Appello del Papa a Parigi: “Attenuare gli impatti dei cambiamenti climatici”

CSI DA PAPA FRANCESCO

Papa Francesco durante l’Angelus della domenica ha lanciato un appello ai partecipanti alla Conferenza sul clima a Parigi (Cop 21) affinché concentrino i loro sforzi per frenare il riscaldamento globale e i suoi effetti disastrosi sul pianeta. “Per il bene della casa comune, di tutti noi e delle future generazioni, a Parigi ogni sforzo dovrebbe essere rivolto ad attenuare gli impatti dei cambiamenti climatici e, nello stesso tempo, a contrastare la povertà e far fiorire la dignità umana”, ha detto Bergoglio alla vigilia dell’apertura del Giubileo della misericordia.

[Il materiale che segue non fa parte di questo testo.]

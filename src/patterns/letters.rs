//! Letter-pair sequences: two independent alphabet counters, each advancing by
//! its own step and wrapping from Z back to A.

use std::sync::LazyLock;

use rand::Rng;
use regex::Regex;
use serde::{Deserialize, Serialize};

use super::{before_blank, Pattern, PatternInverse, PatternSample, Recovery, BLANK, NEXT_PROMPT};
use crate::alphabet::{distance, index_of, letter_at, signed_shift, LETTERS};
use crate::domain::{AnswerValue, Difficulty, Domain};
use crate::error::PatternError;

#[derive(Clone, Debug, PartialEq, Eq, Serialize, Deserialize)]
pub struct LetterParams {
  /// Alphabet positions (0 = A) of the first pair.
  pub start: [i64; 2],
  pub steps: [i64; 2],
  pub pairs: usize,
}

impl LetterParams {
  pub fn new(start: &str, steps: [i64; 2], pairs: usize) -> Option<Self> {
    let mut chars = start.chars();
    let first = index_of(chars.next()?)?;
    let second = index_of(chars.next()?)?;
    Some(LetterParams { start: [first, second], steps, pairs })
  }

  pub fn pair(&self, n: usize) -> String {
    let n = n as i64;
    let mut out = String::with_capacity(2);
    out.push(letter_at(self.start[0] + n * self.steps[0]));
    out.push(letter_at(self.start[1] + n * self.steps[1]));
    out
  }

  pub fn shown_pairs(&self) -> Vec<String> {
    (0..self.pairs).map(|n| self.pair(n)).collect()
  }

  pub fn last_shown(&self) -> String {
    self.pair(self.pairs.saturating_sub(1))
  }

  pub fn next_pair(&self) -> String {
    self.pair(self.pairs)
  }

  pub(crate) fn explanation_vars(&self) -> Vec<(&'static str, String)> {
    vec![
      ("first_move", describe_move(self.steps[0])),
      ("second_move", describe_move(self.steps[1])),
      ("last", self.last_shown()),
      ("answer", self.next_pair()),
    ]
  }
}

fn describe_move(step: i64) -> String {
  match signed_shift(step) {
    0 => "stays the same".into(),
    s if s > 0 => format!("moves forward {}", crate::util::plural(s, "letter")),
    s => format!("moves back {}", crate::util::plural(-s, "letter")),
  }
}

pub fn generate<R: Rng + ?Sized>(difficulty: Difficulty, rng: &mut R) -> Result<PatternSample, PatternError> {
  let level = difficulty.level();
  let steps = match level {
    1 => [rng.gen_range(1..=2), rng.gen_range(1..=2)],
    2 => [rng.gen_range(1..=3), rng.gen_range(1..=3)],
    _ => [rng.gen_range(-3..=5), rng.gen_range(-3..=5)],
  };
  let start = [rng.gen_range(0..LETTERS), rng.gen_range(0..LETTERS)];
  let pairs = if level >= 4 { 5 } else { 4 };
  build(LetterParams { start, steps, pairs }, difficulty)
}

pub fn build(params: LetterParams, difficulty: Difficulty) -> Result<PatternSample, PatternError> {
  if params.pairs < 3 {
    return Err(PatternError::degenerate(Domain::LetterSequence, "fewer than 3 pairs shown"));
  }
  if params.steps.iter().all(|s| s.rem_euclid(LETTERS) == 0) {
    return Err(PatternError::degenerate(Domain::LetterSequence, "both letters stand still"));
  }
  let rendered_prompt = format!("{NEXT_PROMPT}\n{}, {BLANK}", params.shown_pairs().join(", "));
  let correct_value = AnswerValue::Letters(params.next_pair());
  Ok(PatternSample { difficulty, pattern: Pattern::LetterSequence(params), rendered_prompt, correct_value })
}

// ---------------------------------------------------------------------------
// Inverse
// ---------------------------------------------------------------------------

static RE_PAIR: LazyLock<Regex> = LazyLock::new(|| Regex::new(r"\b[A-Z]{2}\b").unwrap());

/// Letter pairs shown before the blank, as character arrays.
pub fn parse_prompt(prompt: &str) -> Result<Vec<[char; 2]>, String> {
  let pairs: Vec<[char; 2]> = RE_PAIR
    .find_iter(before_blank(prompt))
    .filter_map(|m| {
      let mut chars = m.as_str().chars();
      Some([chars.next()?, chars.next()?])
    })
    .collect();
  if pairs.len() < 3 {
    return Err(format!("only {} letter pairs found in prompt, need at least 3", pairs.len()));
  }
  Ok(pairs)
}

/// Per-position step between consecutive pairs, if it never changes.
fn axis_step(pairs: &[[char; 2]], axis: usize) -> Result<i64, Vec<i64>> {
  let steps: Vec<i64> = pairs
    .windows(2)
    .filter_map(|w| distance(w[0][axis], w[1][axis]))
    .collect();
  match steps.first() {
    Some(&first) if steps.len() == pairs.len() - 1 && steps.iter().all(|s| *s == first) => Ok(first),
    _ => Err(steps.into_iter().map(signed_shift).collect()),
  }
}

pub fn infer_next(pairs: &[[char; 2]]) -> Recovery {
  let Some(last) = pairs.last() else {
    return Recovery::Ambiguous("no letter pairs".into());
  };
  let first = axis_step(pairs, 0);
  let second = axis_step(pairs, 1);
  match (first, second) {
    (Ok(a), Ok(b)) => {
      let next: String = [shift_from(last[0], a), shift_from(last[1], b)].iter().collect();
      Recovery::Derived {
        value: AnswerValue::Letters(next),
        rule: format!("first letter {:+}, second letter {:+}", signed_shift(a), signed_shift(b)),
      }
    }
    (Err(steps), _) => Recovery::Ambiguous(format!("first-letter steps {steps:?} are not constant")),
    (_, Err(steps)) => Recovery::Ambiguous(format!("second-letter steps {steps:?} are not constant")),
  }
}

fn shift_from(c: char, step: i64) -> char {
  index_of(c).map(|i| letter_at(i + step)).unwrap_or(c)
}

pub struct LetterInverse;

impl PatternInverse for LetterInverse {
  fn domain(&self) -> Domain {
    Domain::LetterSequence
  }

  fn recover(&self, prompt: &str) -> Recovery {
    match parse_prompt(prompt) {
      Ok(pairs) => infer_next(&pairs),
      Err(why) => Recovery::Ambiguous(why),
    }
  }

  fn explain_mismatch(&self, prompt: &str, claimed: &AnswerValue) -> Option<String> {
    let pairs = parse_prompt(prompt).ok()?;
    let last = pairs.last()?;
    let mut claimed_chars = claimed.as_text()?.chars().map(|c| c.to_ascii_uppercase());
    let a = distance(last[0], claimed_chars.next()?)?;
    let b = distance(last[1], claimed_chars.next()?)?;
    Some(format!(
      "claimed answer follows steps {:+}/{:+} from {}{}",
      signed_shift(a),
      signed_shift(b),
      last[0],
      last[1]
    ))
  }
}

“Seguo con viva attenzione i lavori della Conferenza sul clima in corso a Parigi e mi torna alla mente una domanda che ho posto nell’Enciclica Laudato sì: ‘Che tipo di mondo desideriamo trasmettere a coloro che verranno dopo di noi, ai bambini che stanno crescendo?’. Le due scelte vanno insieme: fermare i cambiamenti climatici e lottare contro la povertà per far fiorire la dignità umana”. “Preghiamo – ha aggiunto – perché lo Spirito Santo illumini quanti sono chiamati a prendere decisioni così importanti e dia loro il coraggio di tenere sempre come criterio di scelta il maggior bene per l’intera famiglia umana”.

Il richiamo di papa Francesco riprende i principi già contenuti nella sua enciclica “verde” Laudato sì, che tanta eco ha avuto nel mondo, in particolare per quanto riguarda il rapporto di causa-effetto tra i mutamenti climatici da una parte e, dall’altra, l’impoverimento di crescenti masse di popolazione nel Terzo Mondo e i grandi movimenti migratori. E riprende i tanti appelli che Bergoglio ha lanciato in varie sedi per la difesa della natura “bene comune”. Un tema che sta molto a cuore al pontefice argentino e che sarà anche al centro del Giubileo straordinario, come testimonia il fatto che martedì sera, dopo che al mattino il Papa avrà aperto la Porta Santa, sulla facciata di San Pietro è in programma la proiezione di foto “Fiat lux: illuminare la nostra casa comune”, con opere di grandi fotografi mondiali ispirate all’umanità, al mondo naturale e ai cambiamenti climatici. L’evento è stato promosso da una partnership di Fondazioni internazionali per essere proiettato anche a Parigi proprio in occasione della conferenza sul clima.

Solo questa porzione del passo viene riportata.